Она смотрела на него, широко распахнув глаза. Будто заглядывала в самую душу. Снизу – вверх. Не останавливая своего скользящего, как шелк, взгляда. А он чувствовал, что задыхается, будто астматик.

– Поцелуй меня, – хрипло и властно сказал он, зарываясь пальцами в ее волосы. В голове, среди каши, которая должна была быть мозгами, шевельнулась тошнотворная мысль: выгнать из номера и напиться. Так было бы правильно. Но вместо этого наклонился к ней, выжидая.

Она довольно улыбнулась. И впилась в его губы отчаянным, злым поцелуем, больше похожим на укус.
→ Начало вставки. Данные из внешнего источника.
//! Error taxonomy for the ingestion layer.

use std::time::Duration;

use thiserror::Error;

use crate::model::Row;

/// Crate-wide result alias.
pub type Result<T, E = Error> = std::result::Result<T, E>;

#[derive(Debug, Error)]
pub enum Error {
    /// Fatal configuration problem, including an attempt to install a second
    /// process-wide handle with a different configuration.
    #[error("invalid database configuration: {0}")]
    Config(String),

    /// The backing store could not be opened.
    #[error("failed to open {target}: {source}")]
    Open {
        target: String,
        #[source]
        source: sqlx::Error,
    },

    /// The handle's connection has already been released.
    #[error("database handle is closed")]
    Closed,

    /// No operation slot became available within the admission deadline.
    /// Retryable by the caller.
    #[error("timed out after {0:?} waiting for a database operation slot")]
    GateTimeout(Duration),

    /// Batch or row shape violation.
    #[error("malformed input: {0}")]
    MalformedInput(String),

    /// A timestamp literal none of the accepted layouts recognize. Aborts
    /// the statement it was destined for.
    #[error("unrecognized timestamp literal {0:?}")]
    Timestamp(String),

    /// Statement execution failed.
    #[error("statement execution failed: {0}")]
    Statement(#[from] sqlx::Error),

    /// One or more rows exhausted their retry budget during a row import.
    /// The rows that never made it in are carried for the caller.
    #[error("failed to import {} of {total} rows", .failed.len())]
    RowImport { failed: Vec<Row>, total: usize },
}
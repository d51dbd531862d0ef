//! Row and batch shapes handed to the writer.
//!
//! Every cell is a string; typing happens at statement-build time.

use crate::error::{Error, Result};

/// Column-major measurement batch: one timestamp literal per logical row and
/// one string cell per (column, row) pair.
#[derive(Debug, Clone, Default, PartialEq)]
pub struct Batch {
    /// Column names, timestamp column excluded.
    pub names: Vec<String>,
    /// One timestamp literal per logical row.
    pub timestamps: Vec<String>,
    /// One cell vector per name, each holding one cell per timestamp.
    pub columns: Vec<Vec<String>>,
}

impl Batch {
    /// Number of logical rows.
    pub fn len(&self) -> usize {
        self.timestamps.len()
    }

    pub fn is_empty(&self) -> bool {
        self.timestamps.is_empty()
    }

    /// Checks the shape invariant: one column vector per name and one cell
    /// per timestamp in each of them.
    pub fn validate(&self) -> Result<()> {
        if self.columns.len() != self.names.len() {
            return Err(Error::MalformedInput(format!(
                "batch has {} names but {} columns",
                self.names.len(),
                self.columns.len()
            )));
        }
        for (name, column) in self.names.iter().zip(&self.columns) {
            if column.len() != self.timestamps.len() {
                return Err(Error::MalformedInput(format!(
                    "column {name:?} has {} cells for {} timestamps",
                    column.len(),
                    self.timestamps.len()
                )));
            }
        }
        Ok(())
    }

    /// Pivots homogeneous rows into a column-major batch. Rows must agree on
    /// their column names; an empty slice pivots to an empty batch.
    pub fn from_rows(rows: &[Row]) -> Result<Batch> {
        let Some(first) = rows.first() else {
            return Ok(Batch::default());
        };
        let mut batch = Batch {
            names: first.names.clone(),
            timestamps: Vec::with_capacity(rows.len()),
            columns: vec![Vec::with_capacity(rows.len()); first.names.len()],
        };
        for row in rows {
            row.validate()?;
            if row.names != batch.names {
                return Err(Error::MalformedInput(format!(
                    "row names {:?} do not match batch names {:?}",
                    row.names, batch.names
                )));
            }
            batch.timestamps.push(row.timestamp.clone());
            for (column, value) in batch.columns.iter_mut().zip(&row.values) {
                column.push(value.clone());
            }
        }
        Ok(batch)
    }
}

/// A single measurement row.
#[derive(Debug, Clone, Default, PartialEq)]
pub struct Row {
    pub names: Vec<String>,
    pub timestamp: String,
    pub values: Vec<String>,
}

impl Row {
    pub fn validate(&self) -> Result<()> {
        if self.names.len() != self.values.len() {
            return Err(Error::MalformedInput(format!(
                "row has {} names but {} values",
                self.names.len(),
                self.values.len()
            )));
        }
        Ok(())
    }
}

/// One tag's worth of time-series points, with optional per-point comments.
#[derive(Debug, Clone, Default, PartialEq)]
pub struct SeriesBatch {
    pub tag: String,
    pub timestamps: Vec<String>,
    pub values: Vec<String>,
    /// Either empty or exactly one comment per point.
    pub comments: Vec<String>,
}

impl SeriesBatch {
    /// Number of points.
    pub fn len(&self) -> usize {
        self.timestamps.len()
    }

    pub fn is_empty(&self) -> bool {
        self.timestamps.is_empty()
    }

    pub fn validate(&self) -> Result<()> {
        if self.values.len() != self.timestamps.len() {
            return Err(Error::MalformedInput(format!(
                "series {:?} has {} values for {} timestamps",
                self.tag,
                self.values.len(),
                self.timestamps.len()
            )));
        }
        if !self.comments.is_empty() && self.comments.len() != self.timestamps.len() {
            return Err(Error::MalformedInput(format!(
                "series {:?} has {} comments for {} timestamps",
                self.tag,
                self.comments.len(),
                self.timestamps.len()
            )));
        }
        Ok(())
    }
}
Ей и хотелось сделать ему больно. Сегодня хотелось.

Она подалась вперед, не отпуская его рот. Ее руки расстегивали ремень, пробирались внутрь, к телу. Пальцы ее живо побежали по его коже. Галка тысячу раз права – расслабиться и получать удовольствие! Мужской мозг в штанах. Это она знает точно. И надо быть круглой дурой, чтобы не пользоваться этим. А если еще и не приходится симулировать… Не стоит быть дурой вдвойне, чтобы разбрасываться.

Он дернул ее на себя так, что ее голова едва не запрокинулась назад. Поцелуй разорвался. Провел языком по своим губам. Воспаленные – они пульсировали и отдавали металлическим привкусом крови. Из груди вырвался отчетливый рык. И теперь уже он сам целовал ее. Чтобы ее губы стали такими же горячими. Но и этого ему было мало. Хотел ее всю. Вжать в себя, подмять, подчинить.
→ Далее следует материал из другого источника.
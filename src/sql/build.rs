//! Statement construction for both engines.
//!
//! Builders are pure: they turn model shapes into [`Statement`] values with
//! positional bind arguments and never touch a connection. The networked
//! engine numbers its placeholders `$1..$n`, the embedded one uses `?`.

use chrono::NaiveDateTime;
use tracing::warn;

use crate::config::{Dialect, MAX_BIND_PARAMS, UNREAD_ROW_LIMIT};
use crate::error::{Error, Result};
use crate::model::{Batch, Row};
use crate::sql::infer::ColumnKind;

/// Timestamp layouts accepted in input cells, tried in order. RFC 3339
/// literals with an offset are handled separately.
const TIMESTAMP_LAYOUTS: [&str; 2] = ["%Y-%m-%d %H:%M:%S%.f", "%Y-%m-%dT%H:%M:%S%.f"];

/// What to do when a series insert collides with an existing point.
#[derive(Debug, Clone, Copy, PartialEq, Eq, Default)]
pub enum ConflictPolicy {
    /// Surface the engine's constraint error.
    #[default]
    Fail,
    /// Append ON CONFLICT DO NOTHING and keep going.
    Ignore,
}

/// A positional bind argument.
#[derive(Debug, Clone, PartialEq)]
pub enum SqlValue {
    Timestamp(NaiveDateTime),
    Float(f64),
    Int(i64),
    Text(String),
    Null,
}

/// One executable statement: SQL text plus bind arguments in placeholder
/// order.
#[derive(Debug, Clone, PartialEq)]
pub struct Statement {
    pub sql: String,
    pub args: Vec<SqlValue>,
}

impl Statement {
    /// Statement with no bind arguments.
    pub fn bare(sql: impl Into<String>) -> Statement {
        Statement {
            sql: sql.into(),
            args: Vec::new(),
        }
    }
}

/// Double-quotes an identifier, doubling embedded quotes. Quoting keeps
/// mixed-case measurement names intact on the networked engine.
pub fn quote_ident(name: &str) -> String {
    format!("\"{}\"", name.replace('"', "\"\""))
}

/// Parses a timestamp cell. Input batches carry wall-clock literals without
/// an offset; RFC 3339 literals are accepted and normalized to UTC.
pub fn parse_timestamp(cell: &str) -> Result<NaiveDateTime> {
    let trimmed = cell.trim();
    for layout in TIMESTAMP_LAYOUTS {
        if let Ok(ts) = NaiveDateTime::parse_from_str(trimmed, layout) {
            return Ok(ts);
        }
    }
    if let Ok(ts) = chrono::DateTime::parse_from_rfc3339(trimmed) {
        return Ok(ts.naive_utc());
    }
    Err(Error::Timestamp(cell.to_string()))
}

// Placeholder source for one statement. Numbering restarts per statement.
struct Placeholders {
    dialect: Dialect,
    next_idx: usize,
}

impl Placeholders {
    fn new(dialect: Dialect) -> Self {
        Placeholders {
            dialect,
            next_idx: 1,
        }
    }

    fn next(&mut self) -> String {
        let marker = match self.dialect {
            Dialect::Postgres => format!("${}", self.next_idx),
            Dialect::Sqlite => "?".to_string(),
        };
        self.next_idx += 1;
        marker
    }
}

/// Renders a numeric-classified cell, substituting SQL NULL when the cell
/// does not parse. Never an error.
fn numeric_or_null(column: &str, cell: &str) -> SqlValue {
    match cell.trim().parse::<f64>() {
        Ok(value) => SqlValue::Float(value),
        Err(_) => {
            warn!(column, cell, "unparseable numeric cell, writing NULL");
            SqlValue::Null
        }
    }
}

fn render_cell(kind: ColumnKind, column: &str, cell: &str) -> SqlValue {
    if kind.is_numeric() {
        numeric_or_null(column, cell)
    } else {
        SqlValue::Text(cell.to_string())
    }
}

/// CREATE TABLE for an import target. Row-import tables track consumption
/// through an extra Fetched column; batch tables never carry one.
pub fn create_import_table(
    dialect: Dialect,
    table: &str,
    names: &[String],
    kinds: &[ColumnKind],
    track_fetched: bool,
) -> Statement {
    let mut columns = vec![format!("\"Timestamp\" {}", dialect.timestamp_type())];
    for (name, kind) in names.iter().zip(kinds) {
        columns.push(format!(
            "{} {} DEFAULT NULL",
            quote_ident(name),
            kind.sql_type(dialect)
        ));
    }
    if track_fetched {
        columns.push("\"Fetched\" INTEGER DEFAULT 0".to_string());
    }
    Statement::bare(format!(
        "CREATE TABLE IF NOT EXISTS {} ({})",
        quote_ident(table),
        columns.join(", ")
    ))
}

/// CREATE TABLE for the fixed series layout.
pub fn create_series_table(dialect: Dialect, table: &str) -> Statement {
    Statement::bare(format!(
        "CREATE TABLE IF NOT EXISTS {} (time {}, tag TEXT NOT NULL, \
         value DOUBLE PRECISION NULL, comment TEXT DEFAULT '')",
        quote_ident(table),
        dialect.timestamp_type()
    ))
}

/// Multi-row INSERT statements for a batch. Tuples are the timestamp
/// followed by the named columns in batch order; the batch splits into
/// several statements when one would exceed the bind parameter budget.
pub fn insert_batch(
    dialect: Dialect,
    table: &str,
    batch: &Batch,
    kinds: &[ColumnKind],
) -> Result<Vec<Statement>> {
    let width = batch.names.len() + 1;
    let rows_per_statement = (MAX_BIND_PARAMS / width).max(1);

    let mut column_list = vec!["\"Timestamp\"".to_string()];
    column_list.extend(batch.names.iter().map(|name| quote_ident(name)));
    let column_list = column_list.join(", ");

    let mut statements = Vec::new();
    let total = batch.len();
    let mut start = 0;
    while start < total {
        let end = (start + rows_per_statement).min(total);
        let mut placeholders = Placeholders::new(dialect);
        let mut value_groups = Vec::with_capacity(end - start);
        let mut args = Vec::with_capacity((end - start) * width);
        for idx in start..end {
            let mut group = Vec::with_capacity(width);
            group.push(placeholders.next());
            args.push(SqlValue::Timestamp(parse_timestamp(
                &batch.timestamps[idx],
            )?));
            for ((name, kind), column) in batch.names.iter().zip(kinds).zip(&batch.columns) {
                group.push(placeholders.next());
                args.push(render_cell(*kind, name, &column[idx]));
            }
            value_groups.push(format!("({})", group.join(", ")));
        }
        statements.push(Statement {
            sql: format!(
                "INSERT INTO {} ({}) VALUES {}",
                quote_ident(table),
                column_list,
                value_groups.join(", ")
            ),
            args,
        });
        start = end;
    }
    Ok(statements)
}

/// Single-row INSERT against a Fetched-tracking import table.
pub fn insert_row(
    dialect: Dialect,
    table: &str,
    row: &Row,
    kinds: &[ColumnKind],
) -> Result<Statement> {
    let mut placeholders = Placeholders::new(dialect);
    let mut markers = vec![placeholders.next()];
    let mut args = vec![SqlValue::Timestamp(parse_timestamp(&row.timestamp)?)];
    for ((name, kind), value) in row.names.iter().zip(kinds).zip(&row.values) {
        markers.push(placeholders.next());
        args.push(render_cell(*kind, name, value));
    }

    let mut column_list = vec!["\"Timestamp\"".to_string()];
    column_list.extend(row.names.iter().map(|name| quote_ident(name)));
    Ok(Statement {
        sql: format!(
            "INSERT INTO {} ({}) VALUES ({})",
            quote_ident(table),
            column_list.join(", "),
            markers.join(", ")
        ),
        args,
    })
}

/// INSERT statements for one flushed chunk of a series. The comment column
/// is written only when the chunk carries comments.
pub fn insert_series_chunk(
    dialect: Dialect,
    table: &str,
    tag: &str,
    timestamps: &[String],
    values: &[String],
    comments: Option<&[String]>,
    policy: ConflictPolicy,
) -> Result<Vec<Statement>> {
    let width = if comments.is_some() { 4 } else { 3 };
    let rows_per_statement = (MAX_BIND_PARAMS / width).max(1);
    let column_list = if comments.is_some() {
        "time, tag, value, comment"
    } else {
        "time, tag, value"
    };
    let conflict_clause = match policy {
        ConflictPolicy::Ignore => " ON CONFLICT DO NOTHING",
        ConflictPolicy::Fail => "",
    };

    let mut statements = Vec::new();
    let total = timestamps.len();
    let mut start = 0;
    while start < total {
        let end = (start + rows_per_statement).min(total);
        let mut placeholders = Placeholders::new(dialect);
        let mut value_groups = Vec::with_capacity(end - start);
        let mut args = Vec::with_capacity((end - start) * width);
        for idx in start..end {
            let mut group = Vec::with_capacity(width);
            group.push(placeholders.next());
            args.push(SqlValue::Timestamp(parse_timestamp(&timestamps[idx])?));
            group.push(placeholders.next());
            args.push(SqlValue::Text(tag.to_string()));
            group.push(placeholders.next());
            args.push(numeric_or_null("value", &values[idx]));
            if let Some(comments) = comments {
                group.push(placeholders.next());
                args.push(SqlValue::Text(comments[idx].clone()));
            }
            value_groups.push(format!("({})", group.join(", ")));
        }
        statements.push(Statement {
            sql: format!(
                "INSERT INTO {} ({}) VALUES {}{}",
                quote_ident(table),
                column_list,
                value_groups.join(", "),
                conflict_clause
            ),
            args,
        });
        start = end;
    }
    Ok(statements)
}

/// ALTER TABLE adding a nullable floating column. The embedded engine does
/// not accept IF NOT EXISTS here; its duplicate-column error is treated as
/// success by the caller instead.
pub fn add_column(dialect: Dialect, table: &str, column: &str) -> Statement {
    let if_not_exists = match dialect {
        Dialect::Postgres => "IF NOT EXISTS ",
        Dialect::Sqlite => "",
    };
    Statement::bare(format!(
        "ALTER TABLE {} ADD COLUMN {}{} {} DEFAULT NULL",
        quote_ident(table),
        if_not_exists,
        quote_ident(column),
        dialect.float_type()
    ))
}

/// UPDATE flagging the closed timestamp interval `[first, last]` as fetched.
pub fn mark_fetched(dialect: Dialect, table: &str, first: &str, last: &str) -> Result<Statement> {
    let mut placeholders = Placeholders::new(dialect);
    let flag = placeholders.next();
    let upper = placeholders.next();
    let lower = placeholders.next();
    Ok(Statement {
        sql: format!(
            "UPDATE {} SET \"Fetched\" = {} WHERE \"Timestamp\" <= {} AND \"Timestamp\" >= {}",
            quote_ident(table),
            flag,
            upper,
            lower
        ),
        args: vec![
            SqlValue::Int(1),
            SqlValue::Timestamp(parse_timestamp(last)?),
            SqlValue::Timestamp(parse_timestamp(first)?),
        ],
    })
}

/// SELECT for unread sensor rows, oldest first, capped at the read limit.
pub fn select_unread(table: &str, columns: &[&str; 3]) -> Statement {
    Statement::bare(format!(
        "SELECT \"Timestamp\", {}, {}, {} FROM {} WHERE \"Fetched\" = 0 \
         ORDER BY \"Timestamp\" LIMIT {}",
        quote_ident(columns[0]),
        quote_ident(columns[1]),
        quote_ident(columns[2]),
        quote_ident(table),
        UNREAD_ROW_LIMIT
    ))
}

/// Unbounded SELECT of the same four-column shape, in storage order.
pub fn select_all(table: &str, columns: &[&str; 3]) -> Statement {
    Statement::bare(format!(
        "SELECT \"Timestamp\", {}, {}, {} FROM {}",
        quote_ident(columns[0]),
        quote_ident(columns[1]),
        quote_ident(columns[2]),
        quote_ident(table)
    ))
}
//! Configuration constants for the ingestion layer
//!
//! This module centralizes all tunable parameters and constants used
//! throughout the crate, plus the [`DbConfig`] describing the backing store.

use std::fmt;
use std::path::{Path, PathBuf};
use std::time::Duration;

use derive_builder::Builder;
use serde::{Deserialize, Serialize};

use crate::error::{Error, Result};

// ============================================================================
// Operation Gate Configuration
// ============================================================================

/// How many operations may wait for the connection at once. Arrivals beyond
/// this quota queue for an admission slot like everyone else.
pub const MAX_WAITING_OPS: usize = 10;

pub const ADMIT_TIMEOUT: Duration = Duration::from_secs(10); // admission only

// ============================================================================
// Write Path Configuration
// ============================================================================

/// Total attempts per row during a row import, first try included.
pub const ROW_RETRY_ATTEMPTS: u32 = 3;

pub const ROW_RETRY_BACKOFF: Duration = Duration::from_millis(500);

/// Points per flushed chunk of a series insert. Each chunk is one
/// transactional write; earlier chunks stay committed if a later one fails.
pub const SERIES_CHUNK_ROWS: usize = 100_000;

/// Upper bound on bind parameters in a single statement
///
/// PostgreSQL caps a statement at 65535 parameters and SQLite at 32766.
/// Staying well under both lets the same splitting rule serve either engine,
/// so a logical batch becomes several statements inside one transaction.
pub const MAX_BIND_PARAMS: usize = 16_000;

// ============================================================================
// Read Path Configuration
// ============================================================================

/// Row cap for a single unread-sensor read. The consumer is expected to mark
/// what it took and come back for more.
pub const UNREAD_ROW_LIMIT: usize = 1000;

pub const READ_LOG_INTERVAL: usize = 1000;

/// Layout used when rendering timestamps back into row cells.
pub const TIMESTAMP_FORMAT: &str = "%Y-%m-%d %H:%M:%S%.3f";

// ============================================================================
// Logging Configuration
// ============================================================================

/// Statements longer than this log a head-and-tail preview instead of the
/// full text.
pub const STATEMENT_LOG_LIMIT: usize = 2000;

pub const STATEMENT_PREVIEW_CHARS: usize = 500;

// ============================================================================
// Database Configuration
// ============================================================================

pub const DEFAULT_DB_FILE: &str = "data.db";

pub const DEFAULT_SERIES_TABLE: &str = "measurements";

pub const DEFAULT_PG_PORT: u16 = 5432;

/// Storage engine behind the ingestion layer.
#[derive(Debug, Clone, Copy, PartialEq, Eq, Default, Serialize, Deserialize)]
#[serde(rename_all = "lowercase")]
pub enum Dialect {
    /// Embedded file-backed engine.
    #[default]
    Sqlite,
    /// Networked server engine.
    Postgres,
}

impl Dialect {
    /// Column type keyword for timestamps in generated DDL.
    pub fn timestamp_type(self) -> &'static str {
        match self {
            Dialect::Sqlite => "DATETIME",
            Dialect::Postgres => "TIMESTAMP",
        }
    }

    /// Column type keyword for numeric measurement columns in generated DDL.
    /// Both keywords name the engine's 8-byte float, so readings written as
    /// `f64` decode back as `f64`.
    pub fn float_type(self) -> &'static str {
        match self {
            Dialect::Sqlite => "REAL",
            Dialect::Postgres => "DOUBLE PRECISION",
        }
    }
}

fn default_file() -> String {
    DEFAULT_DB_FILE.to_string()
}

fn default_table() -> String {
    DEFAULT_SERIES_TABLE.to_string()
}

fn default_port() -> u16 {
    DEFAULT_PG_PORT
}

/// Connection settings for either engine.
///
/// `location` is the directory holding the database file (embedded) or the
/// server host (networked); `name` is the file name or the database name.
/// Credentials and `port` only matter for the networked engine.
#[derive(Clone, PartialEq, Eq, Serialize, Deserialize, Builder)]
pub struct DbConfig {
    #[serde(default)]
    #[builder(default)]
    pub dialect: Dialect,
    #[serde(default = "default_file")]
    #[builder(setter(into), default = "default_file()")]
    pub name: String,
    #[serde(default)]
    #[builder(setter(into), default)]
    pub location: String,
    #[serde(default)]
    #[builder(setter(into), default)]
    pub user: String,
    #[serde(default)]
    #[builder(setter(into), default)]
    pub password: String,
    #[serde(default = "default_port")]
    #[builder(default = "default_port()")]
    pub port: u16,
    /// Table receiving series inserts.
    #[serde(default = "default_table")]
    #[builder(setter(into), default = "default_table()")]
    pub table: String,
}

impl Default for DbConfig {
    fn default() -> Self {
        Self {
            dialect: Dialect::default(),
            name: default_file(),
            location: String::new(),
            user: String::new(),
            password: String::new(),
            port: default_port(),
            table: default_table(),
        }
    }
}

impl DbConfig {
    /// Path of the embedded database file. An empty `location` resolves to
    /// the working directory.
    pub fn sqlite_path(&self) -> PathBuf {
        if self.location.is_empty() {
            PathBuf::from(&self.name)
        } else {
            Path::new(&self.location).join(&self.name)
        }
    }

    /// Human-readable connection target for logs and errors. Never includes
    /// credentials.
    pub fn target(&self) -> String {
        match self.dialect {
            Dialect::Sqlite => self.sqlite_path().display().to_string(),
            Dialect::Postgres => format!("{}:{}/{}", self.location, self.port, self.name),
        }
    }

    /// Table receiving series inserts; an empty configured name falls back
    /// to [`DEFAULT_SERIES_TABLE`].
    pub fn series_table(&self) -> &str {
        if self.table.is_empty() {
            DEFAULT_SERIES_TABLE
        } else {
            &self.table
        }
    }

    /// Rejects configurations that cannot identify a database.
    pub fn validate(&self) -> Result<()> {
        match self.dialect {
            Dialect::Sqlite if self.name.is_empty() => Err(Error::Config(
                "embedded engine needs a database file name".to_string(),
            )),
            Dialect::Postgres if self.location.is_empty() => Err(Error::Config(
                "networked engine needs a server host".to_string(),
            )),
            _ => Ok(()),
        }
    }
}

// Passwords stay out of logs; everything else debug-prints as usual.
impl fmt::Debug for DbConfig {
    fn fmt(&self, f: &mut fmt::Formatter<'_>) -> fmt::Result {
        f.debug_struct("DbConfig")
            .field("dialect", &self.dialect)
            .field("name", &self.name)
            .field("location", &self.location)
            .field("user", &self.user)
            .field("password", &"<redacted>")
            .field("port", &self.port)
            .field("table", &self.table)
            .finish()
    }
}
Чувствовал ее ногти, царапавшие кожу в паху. Заставил обхватить ладонью член. Толкнулся ей в руку. Мало. Всего мало.

Подхватил, дотащил до кровати. Опрокинул на постель. Либо рвануть блузку, чтобы посыпались пуговицы. Либо стащить через голову. Расстегнуть не судьба. Пофигу. Дернул. Отлетели верхние две. Выдернул заправленный в пояс юбки край шелковистой ткани и потянул. Задохнулся от вида молочно-белой кожи с россыпью темных родинок.

Снова наклонился и стал целовать голый живот, поднимаясь к груди в черном бюстгальтере. Пальцы, словно существуя отдельно от него, задрали юбку. И он с наслаждением провел ладонями по внутренней стороне ее бедер. Какое счастье, что она предпочитает чулки!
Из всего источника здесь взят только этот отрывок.